Ирина подошла сзади и теерь ждала приглашения смотреть на представление вместе с ним.
— А я поражаюсь твоей глупости и неуправляемой страсти, Ирина. Николас один из самых лучших Палачей за всю историю существования моей армии карателей. Я тщательно его выбирал, и я не ошибся.
Ирина улыбнулась уголком чувственного рта и так же облотилась на перила рядом с Асмодеем.
— Николас лицедей и лицемер. И я хорошоего знаю. Он может обвести вокруг пальца любого. В том числе и тебя.
— Я читаю его мысли. Провести меня невозможно. Так же как и читаю твои. Мокану не сдержал слово, не женился на тебе, подставил тебя, отдал в руки Нейтралов. В который раз попытался от тебя избавиться, и ты мечтаешь о мести. Жаждешь его смерти. Я лучше закопаю тебя собственными руками, чем лишусь такого воина как Мокану.
Ирина сильнее сжала перила и посмотрела вниз.
— Когда-нибудь, Асмодей, ты поймешь насколько я права. А пока что насладимся представлением. Мне оно доставит немыслимое удовольствие. Тем более я уверенна — он не ударит.
Асмодей расхохотался:
— Заключим пари? Если проиграешь, то целую ночь будешь удовлетворять моих карателей. Всех. Тринадцать Палачей, получающих удовольствие от боли.

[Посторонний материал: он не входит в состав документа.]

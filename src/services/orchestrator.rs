//! One instance's sync cycle: provision, list, diff, copy.

use super::{copier::Copier, delta, retry::RetryPolicy};
use crate::{
    backends::{ArchiveLister, Backends, DestinationProvisioner, SourceLister},
    errors::{CopyError, DiscoveryError},
    models::{LogFile, SyncTarget},
    observability::SyncObserver,
};
use futures::{StreamExt, stream};
use serde::Serialize;
use std::{sync::Arc, time::Duration};

/// Where an instance cycle currently is.
#[derive(Serialize, Clone, Copy, Debug, PartialEq, Eq)]
#[serde(rename_all = "snake_case")]
pub enum SyncState {
    Idle,
    Listing,
    Diffing,
    Copying,
    Done,
    Failed,
}

/// How an instance cycle ended, as reported to monitoring.
#[derive(Serialize, Clone, Copy, Debug, PartialEq, Eq)]
#[serde(rename_all = "snake_case")]
pub enum InstanceStatus {
    /// Every selected file was copied (including an empty copy set).
    Synced,
    /// Some selected files were copied, some failed.
    Partial,
    /// Files were selected and none of them could be copied.
    CopyFailed,
    /// The copy set could not be determined.
    Failed,
}

#[derive(Serialize, Clone, Debug, Default, PartialEq, Eq)]
pub struct SyncCounts {
    pub source_files: usize,
    pub archive_files: usize,
    pub selected: usize,
    pub copied: usize,
    pub failed: usize,
    pub bytes_copied: u64,
}

#[derive(Serialize, Clone, Debug, PartialEq, Eq)]
pub struct FailedCopy {
    pub name: String,
    pub error: CopyError,
}

/// Result of one instance cycle.
#[derive(Serialize, Clone, Debug)]
pub struct InstanceOutcome {
    pub instance: String,
    pub engine: String,
    pub archive: String,
    pub state: SyncState,
    pub counts: SyncCounts,
    pub failed_copies: Vec<FailedCopy>,
    #[serde(skip_serializing_if = "Option::is_none")]
    pub error: Option<DiscoveryError>,
}

impl InstanceOutcome {
    fn new(target: &SyncTarget) -> Self {
        Self {
            instance: target.instance.name().to_string(),
            engine: target.instance.engine().to_string(),
            archive: target.uri(),
            state: SyncState::Idle,
            counts: SyncCounts::default(),
            failed_copies: Vec::new(),
            error: None,
        }
    }

    pub fn status(&self) -> InstanceStatus {
        if self.state == SyncState::Failed {
            InstanceStatus::Failed
        } else if self.counts.failed == 0 {
            InstanceStatus::Synced
        } else if self.counts.copied > 0 {
            InstanceStatus::Partial
        } else {
            InstanceStatus::CopyFailed
        }
    }
}

/// Tunables for an instance cycle.
#[derive(Clone, Copy, Debug)]
pub struct SyncSettings {
    pub listing_retry: RetryPolicy,
    pub copy_retry: RetryPolicy,
    pub copy_timeout: Duration,
    /// Copies in flight per instance; 1 copies strictly one after another.
    pub copy_concurrency: usize,
}

impl Default for SyncSettings {
    fn default() -> Self {
        Self {
            listing_retry: RetryPolicy::default(),
            copy_retry: RetryPolicy::default(),
            copy_timeout: Duration::from_secs(300),
            copy_concurrency: 1,
        }
    }
}

/// Drives the `Idle → Listing → Diffing → Copying → Done` cycle for one
/// instance. Only listing or provisioning failures end in `Failed`; a failed
/// copy is recorded and the remaining files are still attempted.
#[derive(Clone)]
pub struct SyncOrchestrator {
    source_lister: Arc<dyn SourceLister>,
    provisioner: Arc<dyn DestinationProvisioner>,
    archive_lister: Arc<dyn ArchiveLister>,
    copier: Copier,
    listing_retry: RetryPolicy,
    copy_concurrency: usize,
    observer: Arc<dyn SyncObserver>,
}

impl SyncOrchestrator {
    pub fn new(
        backends: &Backends,
        settings: SyncSettings,
        observer: Arc<dyn SyncObserver>,
    ) -> Self {
        Self {
            source_lister: backends.source_lister.clone(),
            provisioner: backends.provisioner.clone(),
            archive_lister: backends.archive_lister.clone(),
            copier: Copier::new(
                backends.reader.clone(),
                backends.writer.clone(),
                settings.copy_retry,
                settings.copy_timeout,
            ),
            listing_retry: settings.listing_retry,
            copy_concurrency: settings.copy_concurrency.max(1),
            observer,
        }
    }

    /// Run one full cycle for `target`. Never fails: the outcome carries
    /// whatever went wrong.
    pub async fn sync(&self, target: &SyncTarget) -> InstanceOutcome {
        let mut outcome = InstanceOutcome::new(target);
        self.observer.instance_started(target);

        match self.run_cycle(target, &mut outcome).await {
            Ok(()) => self.transition(target, &mut outcome, SyncState::Done),
            Err(err) => {
                outcome.error = Some(err);
                self.transition(target, &mut outcome, SyncState::Failed);
            }
        }

        self.observer.instance_finished(&outcome);
        outcome
    }

    async fn run_cycle(
        &self,
        target: &SyncTarget,
        outcome: &mut InstanceOutcome,
    ) -> Result<(), DiscoveryError> {
        self.transition(target, outcome, SyncState::Listing);
        self.listing_retry
            .run("provisioning archive", || self.provisioner.ensure(target))
            .await?;
        let archived = self
            .listing_retry
            .run("listing archive", || self.archive_lister.list(target))
            .await?;
        let available = self
            .listing_retry
            .run("listing source", || self.source_lister.list(&target.instance))
            .await?;
        outcome.counts.archive_files = archived.len();
        outcome.counts.source_files = available.len();
        self.observer.listed(target, available.len(), archived.len());

        self.transition(target, outcome, SyncState::Diffing);
        let copy_set = delta::compute(&available, &archived);
        outcome.counts.selected = copy_set.len();
        self.observer.copy_set_computed(target, &copy_set);

        self.transition(target, outcome, SyncState::Copying);
        let results = self.copy_all(target, &copy_set).await;
        for (file, result) in copy_set.into_iter().zip(results) {
            match result {
                Ok(bytes) => {
                    outcome.counts.copied += 1;
                    outcome.counts.bytes_copied += bytes;
                }
                Err(error) => {
                    outcome.counts.failed += 1;
                    outcome.failed_copies.push(FailedCopy {
                        name: file.name,
                        error,
                    });
                }
            }
        }

        Ok(())
    }

    /// Copy every file, at most `copy_concurrency` at a time, returning results
    /// in copy-set order.
    async fn copy_all(
        &self,
        target: &SyncTarget,
        files: &[LogFile],
    ) -> Vec<Result<u64, CopyError>> {
        stream::iter(files)
            .map(|file| self.copy_one(target, file))
            .buffered(self.copy_concurrency)
            .collect()
            .await
    }

    async fn copy_one(&self, target: &SyncTarget, file: &LogFile) -> Result<u64, CopyError> {
        self.observer.copy_started(target, file);
        let result = self.copier.copy(file, &target.instance, target).await;
        self.observer.copy_finished(target, file, &result);
        result
    }

    fn transition(&self, target: &SyncTarget, outcome: &mut InstanceOutcome, to: SyncState) {
        let from = outcome.state;
        outcome.state = to;
        self.observer.state_changed(target, from, to);
    }
}
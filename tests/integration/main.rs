//! Integration test driver for `tests/integration/` submodule.
//!
//! Each `mod` below maps to a file that exercises a specific subsystem
//! against mock adapters.  All tests run on the host with no real
//! hardware required.

mod calibration_flow_tests;
mod droid_service_tests;
mod recording_sink;
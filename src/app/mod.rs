//! Application core — pure domain logic, zero I/O.
//!
//! This module contains the business rules for the droid: axis motion,
//! expression control, chest lights, and calibration handling.  All
//! interaction with hardware happens through **port traits** defined in
//! [`ports`], keeping this layer fully testable without real peripherals.

pub mod commands;
pub mod events;
pub mod ports;
pub mod service;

Что скажешь, Ирина? Готова сделать ставки?
— А если я выиграю…
— Прости чего хочешь.
Зленые глаза женщины сверкнули алчным удовольствием.
— Я лично вырву сердце Николаса Мокану.
— Договорились.
Асмодей снова посмотрел вниз. На секунду нахмурился. Ему показалось, что жертва слишком долго смотрит на своего Палача. Несколько затянувшихся секунд. И никакого потока мыслей от Мокану. Очень странно. Должен быть хоть проблеск. Что угодно. Гипноз не лишает возможности думать, лишает возможности чувствовать. Мокану знает, кто перед ним и кого ему предстоит хлестать плетью. Должны быть мысли. Но Асмодей наталкивался на полное их отсутствие, словно перед ним робот, машина. Так не бывало ни с кем раньше. Пусть каратели самые хладнокровные убийцы, но мысли есть всегда. Например, посторонние, просто о жажде или сексе или не важно о чем, но они были. Мокану же пуст. Внутри него тишина. Гробовая. Неужели этот Палач настолько безэмоционален? Или…или что-то блокирует его. Но что? Только Чанкр может настолько закрыться от демона. Мокану не Чанкр.
Раздался свист хлыста и Асмодей резко подался вперед. А потом захохотал, громко раскатисто. Ирина тихо застонала и впилась в перила дрожащими пальцами. Еще бы сегодня ее отымеют по крайней мере двенадцать вампиров-карателей, вряд ли она останется после этого в живых. Асмодей прикажет добить ее утром, случайно оставить на палящих лучах утреннего солнца. Хотя к тому времени она превратится в обезумевшее истерзаное животное.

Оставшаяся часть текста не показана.